Интеллигенция - Валентин Свенцицкий 11 стр.


Подгорный. Да, и перед верой в домовых, если хотите. Перед самой способностью веры… Когда я это сознал, я сознал и то, что через журнал к народу не подойдёшь, что мы, попросту говоря, сами себя обманываем и его обмануть хотим. Как подойти, я ещё не знаю, но только не так, только не так… Но подойти неизбежно – это я знаю, кажется, наверное. Подойти, чтобы исцелиться от нашего растления, чтобы через народ, через веру его снова соединиться с той вечностью, от которой мы себя оторвали. Я прямо говорю, не притворяясь. Я не уверен и в том, что это возможно, но я знаю, что это единственный выход, и если у нас не хватит сил слиться с верой народной, – на русской интеллигенции надо поставить крест. Всё разлетится вдребезги. Последняя "честность" исчезнет через два-три поколения, и люди начнут попросту душить друг друга, превратятся в духовных зверей, отдадутся в рабство сладострастия, лжи и всякой мерзости.

Сергей Прокопенко. Лучше разврат, коли так, чем домовых бояться да пудовые свечи ставить.

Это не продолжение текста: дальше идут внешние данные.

//! Persistence — unified `Database` trait with libSQL and in-memory
//! backends.

pub mod libsql_backend;
pub mod memory;
pub mod migrations;
pub mod traits;

pub use libsql_backend::LibSqlBackend;
pub use memory::MemoryBackend;
pub use traits::{Database, OauthStatus, UserRecord};
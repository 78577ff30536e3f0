//! Notification dispatch — templated messages to users and operators.
//!
//! The core treats dispatch as fire-and-forget: a failure is logged but
//! never rolls back a state transition already committed.

pub mod smtp;

use async_trait::async_trait;

use crate::error::NotifyError;

pub use smtp::{SmtpConfig, SmtpNotifier};

/// Known notification templates.
#[derive(Debug, Clone, Copy, PartialEq, Eq)]
pub enum Template {
    /// Mailbox credentials expired; ask the user to re-authorize.
    ReauthRequired,
    /// Deployment exhausted retries; page an operator.
    ManualIntervention,
    /// Onboarding finished; tell the user their automation is live.
    AutomationLive,
}

impl Template {
    pub fn key(&self) -> &'static str {
        match self {
            Self::ReauthRequired => "reauth_required",
            Self::ManualIntervention => "manual_intervention",
            Self::AutomationLive => "automation_live",
        }
    }
}

impl std::fmt::Display for Template {
    fn fmt(&self, f: &mut std::fmt::Formatter<'_>) -> std::fmt::Result {
        write!(f, "{}", self.key())
    }
}

/// A templated message handed to the dispatcher.
#[derive(Debug, Clone)]
pub struct Notification {
    pub to: String,
    pub template: Template,
    pub data: serde_json::Value,
}

impl Notification {
    pub fn new(to: impl Into<String>, template: Template, data: serde_json::Value) -> Self {
        Self {
            to: to.into(),
            template,
            data,
        }
    }
}

/// Dispatch seam for templated notifications.
#[async_trait]
pub trait Notifier: Send + Sync {
    async fn dispatch(&self, notification: Notification) -> Result<(), NotifyError>;
}

/// Send a notification, logging failure instead of propagating it.
pub async fn dispatch_best_effort(notifier: &dyn Notifier, notification: Notification) {
    let to = notification.to.clone();
    let template = notification.template;
    if let Err(e) = notifier.dispatch(notification).await {
        tracing::warn!(to = %to, template = %template, error = %e, "Notification dispatch failed");
    }
}

/// Notifier that only logs. Used when no SMTP transport is configured.
pub struct LogNotifier;

#[async_trait]
impl Notifier for LogNotifier {
    async fn dispatch(&self, notification: Notification) -> Result<(), NotifyError> {
        tracing::info!(
            to = %notification.to,
            template = %notification.template,
            data = %notification.data,
            "Notification (log only)"
        );
        Ok(())
    }
}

Подгорный. Вот тут-то мы с вами и расходимся. Я уверен, что русский народ способен создать своё новое просвещение, свою новую культуру, не ту, которую мы хотим привить ему. Нас научили культуре, выросшей совсем из других духовных начал. Я хочу, чтобы из основ народной веры выросла своя культура, своя новая, неведомая нам цивилизация. Не из веры в домовых, а из способности в них веровать, из того чувства веры, в которой вся суть души народной. В этой работе потребуются и интеллигентные силы, но такие, которые отказались быть в роли учителей и, прежде чем учить чему-то народ, научились бы у него главному умению – веровать. Вот всё, кажется, господа.

Пружанская. Андрей Евгеньевич, я побеждена, я вижу новые горизонты; Андрей Евгеньевич, я всегда говорила – вы гениальный оратор, я не преувеличиваю, на заседании…

Николай Прокопенко. Я лишаю вас слова.

Лазарев. Во всяком случае, это очень интересно.

Сергей Прокопенко. Теперь на речь Андрея Евгеньевича я должен тоже сказать речь. И не оставлю камня на камне от этой постоянной болтовни.

Доктор. Задерживающие центры, Сергей Борисович, задерживающие центры!..

Лазарев. Позвольте, Андрей Евгеньевич, один вопрос, для пояснения: каков же ваш план для осуществления всего того, что вы здесь говорили?..

Подгорный. Никакого. Я ничего не знаю. Никуда не зову. Я скорей спрашиваю так же: верно ли? Что старое не верно, это я знаю. Но нет ли ошибки в новом?

Татьяна Павловна. Сплошной вздор.

Входит Иван Трофимович.

Иван Трофимович(неожиданно громко). Господа, я извиняюсь… Перерву… Я должен сказать публично… Вот что… Андрей Евгеньевич играет роль… Одним словом… (Кричит, совершенно не владея собой.) Вы любовник моей жены!.. Вы подговорили её взять у меня на ваш журнал деньги!.. Да, деньги!.. Вы живёте на содержании вашей любовницы!..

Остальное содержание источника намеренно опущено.